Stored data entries
+++++
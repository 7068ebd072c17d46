use std::collections::VecDeque;
use std::pin::Pin;
use std::sync::atomic::{AtomicBool, Ordering};
use std::sync::{Arc, Weak};
use std::task::{Context, Poll, Waker};

use futures_util::{Stream, StreamExt};
use parking_lot::Mutex;

use crate::{Document, Id, StoreResult};

pub type WatcherId = Id<Subscription>;

/// One full result set of a live query.
pub type Snapshot = Vec<Document>;
pub type SnapshotResult = StoreResult<Snapshot>;

type DetachFn = Box<dyn FnOnce(WatcherId) + Send>;

struct Shared {
    id: WatcherId,
    pending: Mutex<VecDeque<SnapshotResult>>,
    waker: Mutex<Option<Waker>>,
    closed: AtomicBool,
    cancelled: AtomicBool,
    /// Runs once, on the first cancellation.
    detach: Mutex<Option<DetachFn>>,
}

impl Shared {
    fn cancel(&self) {
        if self.cancelled.swap(true, Ordering::SeqCst) {
            return;
        }

        if let Some(detach) = self.detach.lock().take() {
            detach(self.id);
        }

        self.close();
    }

    fn close(&self) {
        self.closed.store(true, Ordering::SeqCst);
        self.wake();
    }

    fn wake(&self) {
        if let Some(waker) = self.waker.lock().take() {
            waker.wake()
        }
    }
}

/// The producer side of a subscription, held by the store.
pub struct SubscriptionSender {
    shared: Weak<Shared>,
}

impl SubscriptionSender {
    /// Queues a delivery. Returns false when the consumer is gone or has
    /// cancelled, in which case the producer should discard its watcher.
    pub fn send(&self, result: SnapshotResult) -> bool {
        let Some(shared) = self.shared.upgrade() else {
            return false;
        };

        if shared.cancelled.load(Ordering::SeqCst) || shared.closed.load(Ordering::SeqCst) {
            return false;
        }

        shared.pending.lock().push_back(result);
        shared.wake();

        true
    }

    /// Ends the stream from the producer side. Pending deliveries still
    /// drain before the stream terminates.
    pub fn close(&self) {
        if let Some(shared) = self.shared.upgrade() {
            shared.close()
        }
    }
}

/// A handle to a live query.
///
/// Snapshots arrive in commit order through the [Stream] implementation.
/// Dropping the subscription, or cancelling it through any of its
/// handles, detaches the watcher from the store exactly once. Cancelling
/// more than once is a no-op.
pub struct Subscription {
    shared: Arc<Shared>,
}

/// A cheap clonable handle that can tear a subscription down from
/// somewhere other than where the stream is being consumed.
#[derive(Clone)]
pub struct SubscriptionHandle {
    shared: Arc<Shared>,
}

impl Subscription {
    /// Creates a connected producer/consumer pair. `detach` runs once when
    /// the subscription is cancelled or dropped, so the producer can
    /// discard its side.
    pub fn channel(detach: impl FnOnce(WatcherId) + Send + 'static) -> (SubscriptionSender, Self) {
        let shared = Arc::new(Shared {
            id: WatcherId::new(),
            pending: Default::default(),
            waker: Default::default(),
            closed: AtomicBool::new(false),
            cancelled: AtomicBool::new(false),
            detach: Mutex::new(Some(Box::new(detach))),
        });

        let sender = SubscriptionSender {
            shared: Arc::downgrade(&shared),
        };

        (sender, Self { shared })
    }

    pub fn id(&self) -> WatcherId {
        self.shared.id
    }

    pub fn handle(&self) -> SubscriptionHandle {
        SubscriptionHandle {
            shared: self.shared.clone(),
        }
    }

    pub fn cancel(&self) {
        self.shared.cancel()
    }

    pub fn is_cancelled(&self) -> bool {
        self.shared.cancelled.load(Ordering::SeqCst)
    }

    /// Waits for the next delivery. `None` means the stream has ended.
    pub async fn next_result(&mut self) -> Option<SnapshotResult> {
        self.next().await
    }
}

impl SubscriptionHandle {
    pub fn cancel(&self) {
        self.shared.cancel()
    }

    pub fn is_cancelled(&self) -> bool {
        self.shared.cancelled.load(Ordering::SeqCst)
    }
}

impl Stream for Subscription {
    type Item = SnapshotResult;

    fn poll_next(self: Pin<&mut Self>, cx: &mut Context<'_>) -> Poll<Option<Self::Item>> {
        let mut pending = self.shared.pending.lock();

        if let Some(result) = pending.pop_front() {
            return Poll::Ready(Some(result));
        }

        if self.shared.closed.load(Ordering::SeqCst) || self.shared.cancelled.load(Ordering::SeqCst)
        {
            return Poll::Ready(None);
        }

        *self.shared.waker.lock() = Some(cx.waker().clone());
        Poll::Pending
    }
}

impl Drop for Subscription {
    fn drop(&mut self) {
        self.shared.cancel()
    }
}

#[cfg(test)]
mod test {
    use std::sync::atomic::AtomicUsize;

    use super::*;

    fn counting_channel() -> (Arc<AtomicUsize>, SubscriptionSender, Subscription) {
        let detached = Arc::new(AtomicUsize::new(0));
        let counter = detached.clone();

        let (sender, subscription) = Subscription::channel(move |_| {
            counter.fetch_add(1, Ordering::SeqCst);
        });

        (detached, sender, subscription)
    }

    #[tokio::test]
    async fn deliveries_arrive_in_order() {
        let (_, sender, mut subscription) = counting_channel();

        assert!(sender.send(Ok(vec![])));
        assert!(sender.send(Err(crate::StoreError::Transport("offline".to_string()))));

        let first = subscription.next_result().await.expect("first delivery");
        let second = subscription.next_result().await.expect("second delivery");

        assert!(first.is_ok());
        assert!(second.is_err());
    }

    #[tokio::test]
    async fn cancelling_detaches_once() {
        let (detached, sender, subscription) = counting_channel();

        subscription.cancel();
        subscription.cancel();
        subscription.handle().cancel();

        assert_eq!(detached.load(Ordering::SeqCst), 1);
        assert!(!sender.send(Ok(vec![])), "sends after cancel are refused");
    }

    #[tokio::test]
    async fn dropping_detaches() {
        let (detached, _sender, subscription) = counting_channel();
        let handle = subscription.handle();

        drop(subscription);

        assert_eq!(detached.load(Ordering::SeqCst), 1);
        assert!(handle.is_cancelled());
    }

    #[tokio::test]
    async fn close_drains_pending_deliveries() {
        let (_, sender, mut subscription) = counting_channel();

        sender.send(Ok(vec![]));
        sender.close();

        assert!(subscription.next_result().await.is_some());
        assert!(subscription.next_result().await.is_none());
    }

    #[tokio::test]
    async fn cancelled_stream_ends() {
        let (_, _sender, mut subscription) = counting_channel();

        subscription.cancel();

        assert!(subscription.next_result().await.is_none());
    }
}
+++++
What the exercise asks:
What you hand back must match the records above exactly.

Response to this exercise:
repository 7068ebd072c17d46
use std::collections::VecDeque;
use std::pin::Pin;
use std::sync::atomic::{AtomicBool, Ordering};
use std::sync::{Arc, Weak};
use std::task::{Context, Poll, Waker};

use futures_util::{Stream, StreamExt};
use parking_lot::Mutex;

use crate::{Document, Id, StoreResult};

pub type WatcherId = Id<Subscription>;

/// One full result set of a live query.
pub type Snapshot = Vec<Document>;
pub type SnapshotResult = StoreResult<Snapshot>;

type DetachFn = Box<dyn FnOnce(WatcherId) + Send>;

struct Shared {
    id: WatcherId,
    pending: Mutex<VecDeque<SnapshotResult>>,
    waker: Mutex<Option<Waker>>,
    closed: AtomicBool,
    cancelled: AtomicBool,
    /// Runs once, on the first cancellation.
    detach: Mutex<Option<DetachFn>>,
}

impl Shared {
    fn cancel(&self) {
        if self.cancelled.swap(true, Ordering::SeqCst) {
            return;
        }

        if let Some(detach) = self.detach.lock().take() {
            detach(self.id);
        }

        self.close();
    }

    fn close(&self) {
        self.closed.store(true, Ordering::SeqCst);
        self.wake();
    }

    fn wake(&self) {
        if let Some(waker) = self.waker.lock().take() {
            waker.wake()
        }
    }
}

/// The producer side of a subscription, held by the store.
pub struct SubscriptionSender {
    shared: Weak<Shared>,
}

impl SubscriptionSender {
    /// Queues a delivery. Returns false when the consumer is gone or has
    /// cancelled, in which case the producer should discard its watcher.
    pub fn send(&self, result: SnapshotResult) -> bool {
        let Some(shared) = self.shared.upgrade() else {
            return false;
        };

        if shared.cancelled.load(Ordering::SeqCst) || shared.closed.load(Ordering::SeqCst) {
            return false;
        }

        shared.pending.lock().push_back(result);
        shared.wake();

        true
    }

    /// Ends the stream from the producer side. Pending deliveries still
    /// drain before the stream terminates.
    pub fn close(&self) {
        if let Some(shared) = self.shared.upgrade() {
            shared.close()
        }
    }
}

/// A handle to a live query.
///
/// Snapshots arrive in commit order through the [Stream] implementation.
/// Dropping the subscription, or cancelling it through any of its
/// handles, detaches the watcher from the store exactly once. Cancelling
/// more than once is a no-op.
pub struct Subscription {
    shared: Arc<Shared>,
}

/// A cheap clonable handle that can tear a subscription down from
/// somewhere other than where the stream is being consumed.
#[derive(Clone)]
pub struct SubscriptionHandle {
    shared: Arc<Shared>,
}

impl Subscription {
    /// Creates a connected producer/consumer pair. `detach` runs once when
    /// the subscription is cancelled or dropped, so the producer can
    /// discard its side.
    pub fn channel(detach: impl FnOnce(WatcherId) + Send + 'static) -> (SubscriptionSender, Self) {
        let shared = Arc::new(Shared {
            id: WatcherId::new(),
            pending: Default::default(),
            waker: Default::default(),
            closed: AtomicBool::new(false),
            cancelled: AtomicBool::new(false),
            detach: Mutex::new(Some(Box::new(detach))),
        });

        let sender = SubscriptionSender {
            shared: Arc::downgrade(&shared),
        };

        (sender, Self { shared })
    }

    pub fn id(&self) -> WatcherId {
        self.shared.id
    }

    pub fn handle(&self) -> SubscriptionHandle {
        SubscriptionHandle {
            shared: self.shared.clone(),
        }
    }

    pub fn cancel(&self) {
        self.shared.cancel()
    }

    pub fn is_cancelled(&self) -> bool {
        self.shared.cancelled.load(Ordering::SeqCst)
    }

    /// Waits for the next delivery. `None` means the stream has ended.
    pub async fn next_result(&mut self) -> Option<SnapshotResult> {
        self.next().await
    }
}

impl SubscriptionHandle {
    pub fn cancel(&self) {
        self.shared.cancel()
    }

    pub fn is_cancelled(&self) -> bool {
        self.shared.cancelled.load(Ordering::SeqCst)
    }
}

impl Stream for Subscription {
    type Item = SnapshotResult;

    fn poll_next(self: Pin<&mut Self>, cx: &mut Context<'_>) -> Poll<Option<Self::Item>> {
        let mut pending = self.shared.pending.lock();

        if let Some(result) = pending.pop_front() {
            return Poll::Ready(Some(result));
        }

        if self.shared.closed.load(Ordering::SeqCst) || self.shared.cancelled.load(Ordering::SeqCst)
        {
            return Poll::Ready(None);
        }

        *self.shared.waker.lock() = Some(cx.waker().clone());
        Poll::Pending
    }
}

impl Drop for Subscription {
    fn drop(&mut self) {
        self.shared.cancel()
    }
}

#[cfg(test)]
mod test {
    use std::sync::atomic::AtomicUsize;

    use super::*;

    fn counting_channel() -> (Arc<AtomicUsize>, SubscriptionSender, Subscription) {
        let detached = Arc::new(AtomicUsize::new(0));
        let counter = detached.clone();

        let (sender, subscription) = Subscription::channel(move |_| {
            counter.fetch_add(1, Ordering::SeqCst);
        });

        (detached, sender, subscription)
    }

    #[tokio::test]
    async fn deliveries_arrive_in_order() {
        let (_, sender, mut subscription) = counting_channel();

        assert!(sender.send(Ok(vec![])));
        assert!(sender.send(Err(crate::StoreError::Transport("offline".to_string()))));

        let first = subscription.next_result().await.expect("first delivery");
        let second = subscription.next_result().await.expect("second delivery");

        assert!(first.is_ok());
        assert!(second.is_err());
    }

    #[tokio::test]
    async fn cancelling_detaches_once() {
        let (detached, sender, subscription) = counting_channel();

        subscription.cancel();
        subscription.cancel();
        subscription.handle().cancel();

        assert_eq!(detached.load(Ordering::SeqCst), 1);
        assert!(!sender.send(Ok(vec![])), "sends after cancel are refused");
    }

    #[tokio::test]
    async fn dropping_detaches() {
        let (detached, _sender, subscription) = counting_channel();
        let handle = subscription.handle();

        drop(subscription);

        assert_eq!(detached.load(Ordering::SeqCst), 1);
        assert!(handle.is_cancelled());
    }

    #[tokio::test]
    async fn close_drains_pending_deliveries() {
        let (_, sender, mut subscription) = counting_channel();

        sender.send(Ok(vec![]));
        sender.close();

        assert!(subscription.next_result().await.is_some());
        assert!(subscription.next_result().await.is_none());
    }

    #[tokio::test]
    async fn cancelled_stream_ends() {
        let (_, _sender, mut subscription) = counting_channel();

        subscription.cancel();

        assert!(subscription.next_result().await.is_none());
    }
}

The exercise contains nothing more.